Scientific classification
- Kingdom: Animalia
- Phylum: Chordata
- Class: Aves
- Order: Columbiformes
- Family: Columbidae
- Genus: Ducula
- Species: D. basilica
- Binomial name: Ducula basilica Bonaparte, 1854

= Cinnamon-bellied imperial pigeon =

- Genus: Ducula
- Species: basilica
- Authority: Bonaparte, 1854
- Conservation status: LC

Species of bird

The cinnamon-bellied imperial pigeon or cinnamon imperial pigeon (Ducula basilica) is a species of bird in the family Columbidae. It is endemic to the northern Moluccas. Its natural habitat is subtropical or tropical moist lowland forests.

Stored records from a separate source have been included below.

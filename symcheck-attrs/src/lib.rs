mod error_kind;

use error_kind::ErrorKindTarget;
use proc_macro::TokenStream;
use quote::quote;
use syn::parse_macro_input;

/// Derives the [`ErrorKind`] trait for the given struct.
///
/// The information of the error is customized with the `error` attribute:
/// ```
/// use symcheck_attrs::ErrorKind;
/// use symcheck_error::ErrorKind;
///
/// #[derive(Debug, ErrorKind)]
/// #[error(
///     message = "unexpected end of input",
///     labels = ["add something here"],
///     help = "did you forget a closing parenthesis?",
/// )]
/// pub struct Foo;
/// ```
///
/// The following tags are available:
///
/// | Tag       | Description                                                                    |
/// | --------- | ------------------------------------------------------------------------------ |
/// | `message` | The message displayed at the top of the error when it is displayed.            |
/// | `labels`  | An iterable of labels, the `i`th of which points at the `i`th span of the error. |
/// | `help`    | Optional help text for the error, describing what the user can do to fix it.   |
///
/// Each tag accepts an expression. For structs with named fields, the expression is evaluated
/// with the members of the struct in scope, so they can be used in the expression (tuple structs
/// are not supported). An empty label string attaches a label without text.
#[proc_macro_derive(ErrorKind, attributes(error))]
pub fn error_kind(item: TokenStream) -> TokenStream {
    let target = parse_macro_input!(item as ErrorKindTarget);
    let name = &target.name;
    quote! {
        impl symcheck_error::ErrorKind for #name {
            #target
        }
    }.into()
}
//! The syntax tree of an expression, as written.
//!
//! Every node remembers the region of the input it was parsed from, so that errors found while
//! building the expression can point back at it.

pub mod binary;
pub mod call;
pub mod expr;
pub mod literal;
pub mod paren;
pub mod unary;
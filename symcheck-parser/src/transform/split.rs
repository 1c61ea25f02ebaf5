use crate::{bindings::Bindings, tokenizer::{Token, TokenKind}};
use std::ops::Range;

/// Names of Greek letters, which are never split. `lamda` uses the Unicode spelling, since the
/// sanitizer renames `lambda`.
const GREEK_LETTERS: &[&str] = &[
    "alpha", "beta", "gamma", "delta", "epsilon", "zeta", "eta", "theta", "iota", "kappa",
    "lamda", "mu", "nu", "xi", "omicron", "pi", "rho", "sigma", "tau", "upsilon", "phi", "chi",
    "psi", "omega", "digamma", "koppa", "sampi", "stigma", "heta", "san", "sho",
];

/// Returns true if the symbol name must not be split into single letters.
fn is_atomic(name: &str) -> bool {
    name.len() <= 1
        || name.contains('_')
        || GREEK_LETTERS.iter().any(|letter| letter.eq_ignore_ascii_case(name))
}

/// Splits a symbol name into single letters and maximal runs of digits, returning the byte range
/// of each piece.
fn pieces(name: &str) -> Vec<Range<usize>> {
    let bytes = name.as_bytes();
    let mut pieces = Vec::new();
    let mut start = 0;
    while start < bytes.len() {
        let end = if bytes[start].is_ascii_digit() {
            start + bytes[start..].iter().take_while(|b| b.is_ascii_digit()).count()
        } else {
            start + 1
        };
        pieces.push(start..end);
        start = end;
    }
    pieces
}

/// Splits every multi-letter [`TokenKind::Symbol`] into its letters, so that `xyz` is read as the
/// product of `x`, `y` and `z`.
///
/// The pieces are wrapped in parentheses, so the product binds tighter than any operator around
/// it: `1/xyz` is `1/(x*y*z)`, and `xy^2` is `(x*y)**2`. Each letter that is bound to something
/// becomes a [`TokenKind::Name`], and each run of digits an [`TokenKind::Integer`].
///
/// Symbols containing an underscore and the names of Greek letters are left whole.
pub fn split_symbols<'source>(tokens: Vec<Token<'source>>, bindings: &Bindings) -> Vec<Token<'source>> {
    let mut out = Vec::with_capacity(tokens.len());

    for token in tokens {
        if !token.is(TokenKind::Symbol) || is_atomic(token.lexeme) {
            out.push(token);
            continue;
        }

        let offset = token.span.start;
        out.push(Token::synthetic(TokenKind::OpenParen, "(", offset));
        for range in pieces(token.lexeme) {
            let lexeme = &token.lexeme[range.clone()];
            let kind = if lexeme.as_bytes()[0].is_ascii_digit() {
                TokenKind::Integer
            } else if bindings.is_bound(lexeme) {
                TokenKind::Name
            } else {
                TokenKind::Symbol
            };
            out.push(Token {
                span: offset + range.start..offset + range.end,
                kind,
                lexeme,
            });
        }
        out.push(Token::synthetic(TokenKind::CloseParen, ")", token.span.end));
    }

    out
}

#[cfg(test)]
mod tests {
    use super::*;
    use crate::transform::tests::{lexemes, transform};
    use pretty_assertions::assert_eq;
    use rstest::rstest;

    #[rstest]
    #[case("xy", "( x * y )")]
    #[case("x2y", "( x * 2 * y )")]
    #[case("ab12c", "( a * b * 12 * c )")]
    #[case("x_1", "x_1")]
    #[case("theta", "theta")]
    #[case("Omega", "Omega")]
    #[case("lamda", "lamda")]
    #[case("x", "x")]
    fn splitting(#[case] input: &str, #[case] expected: &str) {
        assert_eq!(transform(input), expected);
    }

    #[test]
    fn bound_letters_become_names() {
        let bindings = Bindings::new(None, &["constant_e"]);
        let tokens = vec![Token { span: 0..2, kind: TokenKind::Symbol, lexeme: "xe" }];
        let split = split_symbols(tokens, &bindings);
        assert_eq!(lexemes(&split), "( x e )");
        assert_eq!(split[1].kind, TokenKind::Symbol);
        assert_eq!(split[2].kind, TokenKind::Name);
        assert_eq!(split[2].span, 1..2);
    }
}
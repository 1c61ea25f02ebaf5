//! The kinds of errors that can occur while tokenizing, parsing and building an expression.

use ariadne::Fmt;
use crate::tokenizer::TokenKind;
use symcheck_attrs::ErrorKind;
use symcheck_error::{ErrorKind, EXPR};
use symcheck_expr::ConstructionError;

/// A character that does not start any token was found.
#[derive(Debug, Clone, ErrorKind, PartialEq)]
#[error(
    message = format!("unexpected character `{}`", character),
    labels = ["here"],
    help = "only letters, digits, arithmetic operators, comparisons and parentheses are understood",
)]
pub struct UnexpectedCharacter {
    /// The character that was found.
    pub character: String,
}

/// The end of the input was reached unexpectedly.
#[derive(Debug, Clone, ErrorKind, PartialEq)]
#[error(
    message = "unexpected end of input",
    labels = [format!("you might need to add another {} here", "expression".fg(EXPR))],
)]
pub struct UnexpectedEof;

/// The end of the input was expected, but something else was found.
#[derive(Debug, Clone, ErrorKind, PartialEq)]
#[error(
    message = "expected end of input",
    labels = [format!("I could not understand the remaining {} here", "expression".fg(EXPR))],
)]
pub struct ExpectedEof;

/// An unexpected token was encountered.
#[derive(Debug, Clone, ErrorKind, PartialEq)]
#[error(
    message = "unexpected token",
    labels = [format!("expected one of: {}", expected.iter().map(|t| format!("{:?}", t)).collect::<Vec<_>>().join(", "))],
    help = format!("found {:?}", found),
)]
pub struct UnexpectedToken {
    /// The token(s) that were expected.
    pub expected: &'static [TokenKind],

    /// The token that was found.
    pub found: TokenKind,
}

/// A parenthesis was not closed.
#[derive(Debug, Clone, ErrorKind, PartialEq)]
#[error(
    message = "unclosed parenthesis",
    labels = ["this parenthesis is not closed"],
    help = if *opening {
        "add a closing parenthesis `)` somewhere after this"
    } else {
        "add an opening parenthesis `(` somewhere before this"
    },
)]
pub struct UnclosedParenthesis {
    /// Whether the parenthesis was an opening parenthesis `(`. Otherwise, the parenthesis was a
    /// closing parenthesis `)`.
    pub opening: bool,
}

/// There was no expression inside a pair of parentheses.
#[derive(Debug, Clone, ErrorKind, PartialEq)]
#[error(
    message = "missing expression inside parenthesis",
    labels = ["add an expression here"],
)]
pub struct EmptyParenthesis;

/// Syntax that is understood, but never allowed in an answer.
#[derive(Debug, Clone, ErrorKind, PartialEq)]
#[error(
    message = format!("{} are not supported", construct),
    labels = ["here"],
)]
pub struct UnsupportedSyntax {
    /// A plural description of the construct, such as "tuples".
    pub construct: &'static str,
}

/// Two or more comparisons were chained together, such as `1 < x < 2`.
#[derive(Debug, Clone, ErrorKind, PartialEq)]
#[error(
    message = "cannot parse nested inequalities",
    labels = ["this comparison", "is chained to this comparison"],
    help = "split the chain into separate comparisons",
)]
pub struct NestedInequality;

/// A relation appeared inside another expression, such as `1 + (x < 2)`.
#[derive(Debug, Clone, ErrorKind, PartialEq)]
#[error(
    message = "relations can only appear at the top level of an expression",
    labels = ["this relation"],
)]
pub struct NestedRelation;

/// The name of a function was used as a value, such as `sin + 1`.
#[derive(Debug, Clone, ErrorKind, PartialEq)]
#[error(
    message = format!("`{}` is a function, not a value", name),
    labels = ["this name"],
    help = format!("call it with parentheses, like {}", format!("{}(x)", name).fg(EXPR)),
)]
pub struct FunctionAsValue {
    /// The name of the function.
    pub name: String,
}

/// A name that does not refer to a function was called.
#[derive(Debug, Clone, ErrorKind, PartialEq)]
#[error(
    message = format!("`{}` cannot be called", name),
    labels = ["this call"],
)]
pub struct NotCallable {
    /// The name that was called.
    pub name: String,
}

/// A constructor was given arguments it cannot use.
#[derive(Debug, Clone, ErrorKind, PartialEq)]
#[error(
    message = format!("invalid arguments to `{}`: {}", name, reason),
    labels = ["this call"],
)]
pub struct InvalidArguments {
    /// The name of the constructor.
    pub name: String,

    /// Why the arguments were rejected.
    pub reason: String,
}

/// The expression library refused to build a node.
#[derive(Debug, Clone, ErrorKind, PartialEq)]
#[error(
    message = cause.to_string(),
    labels = ["here"],
)]
pub struct Construction {
    pub cause: ConstructionError,
}
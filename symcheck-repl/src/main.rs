mod options;

use ariadne::Source;
use clap::Parser;
use options::Options;
use rustyline::{error::ReadlineError, DefaultEditor};
use std::io::{self, IsTerminal, Read};
use symcheck_parser::{cleanup_string, parse_expr_diagnostic, prepare_input};
use tracing::Level;

/// Cleans and parses the given input, printing the expression tree and its free symbols, or a
/// report of why the input was rejected.
fn check(input: &str, options: &Options) {
    if options.strict {
        if let Err(err) = cleanup_string(input, true) {
            eprintln!("error: {}", err);
            return;
        }
    }

    match parse_expr_diagnostic(input, None, options.hint_keys().as_slice()) {
        Ok(None) => (), // intentionally print nothing
        Ok(Some(expr)) => {
            println!("{}", expr);
            let symbols = expr.symbols();
            if !symbols.is_empty() {
                println!("symbols: {}", symbols.into_iter().collect::<Vec<_>>().join(", "));
            }
        },
        Err(err) => {
            // spans point into the text as the parser saw it
            let source = prepare_input(input);
            if err.build_report("input").eprint(("input", Source::from(source.as_str()))).is_err() {
                eprintln!("error: {}", err);
            }
        },
    }
}

fn main() {
    let options = Options::parse();

    tracing_subscriber::fmt()
        .with_max_level(if options.verbose { Level::DEBUG } else { Level::WARN })
        .with_writer(io::stderr)
        .init();

    if let Some(expr) = options.expr() {
        check(&expr, &options);
    } else if !io::stdin().is_terminal() {
        // check each line of stdin
        let mut input = String::new();
        if let Err(err) = io::stdin().read_to_string(&mut input) {
            eprintln!("error: {}", err);
            std::process::exit(1);
        }

        input.lines()
            .filter(|line| !line.trim().is_empty())
            .for_each(|line| check(line, &options));
    } else {
        // run the repl / interactive mode
        let mut rl = match DefaultEditor::new() {
            Ok(rl) => rl,
            Err(err) => {
                eprintln!("error: {}", err);
                std::process::exit(1);
            },
        };

        fn process_line(rl: &mut DefaultEditor, options: &Options) -> Result<(), ReadlineError> {
            let input = rl.readline("> ")?;
            if input.trim().is_empty() {
                return Ok(());
            }

            rl.add_history_entry(&input)?;

            check(&input, options);
            Ok(())
        }

        loop {
            if let Err(err) = process_line(&mut rl, &options) {
                match err {
                    ReadlineError::Eof | ReadlineError::Interrupted => (),
                    _ => eprintln!("{}", err),
                }
                break;
            }
        }
    }
}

The cinnamon-bellied imperial pigeon was formally described in 1854 by the French naturalist Charles Lucien Bonaparte from a specimen collected in Gilolo now Halmahera, the largest island in the Maluku Islands. He coined the current binomial name Ducula basilica. The specific epithet basilica is Latin for "magnificent" or "splendid". The cinnamon-bellied imperial pigeon was at one time considered as a subspecies of the purple-tailed imperial pigeon (Ducula rufigaster).

Two subspecies are recognised:
- D. b. basilica Bonaparte, 1854 – north Maluku Islands
- D. b. obiensis (Hartert, 1898) – Obi Islands (central Maluku Islands)
Some ornithologists treat D. b. obiensis as a separate species, the rusty imperial pigeon (Ducula obiensis).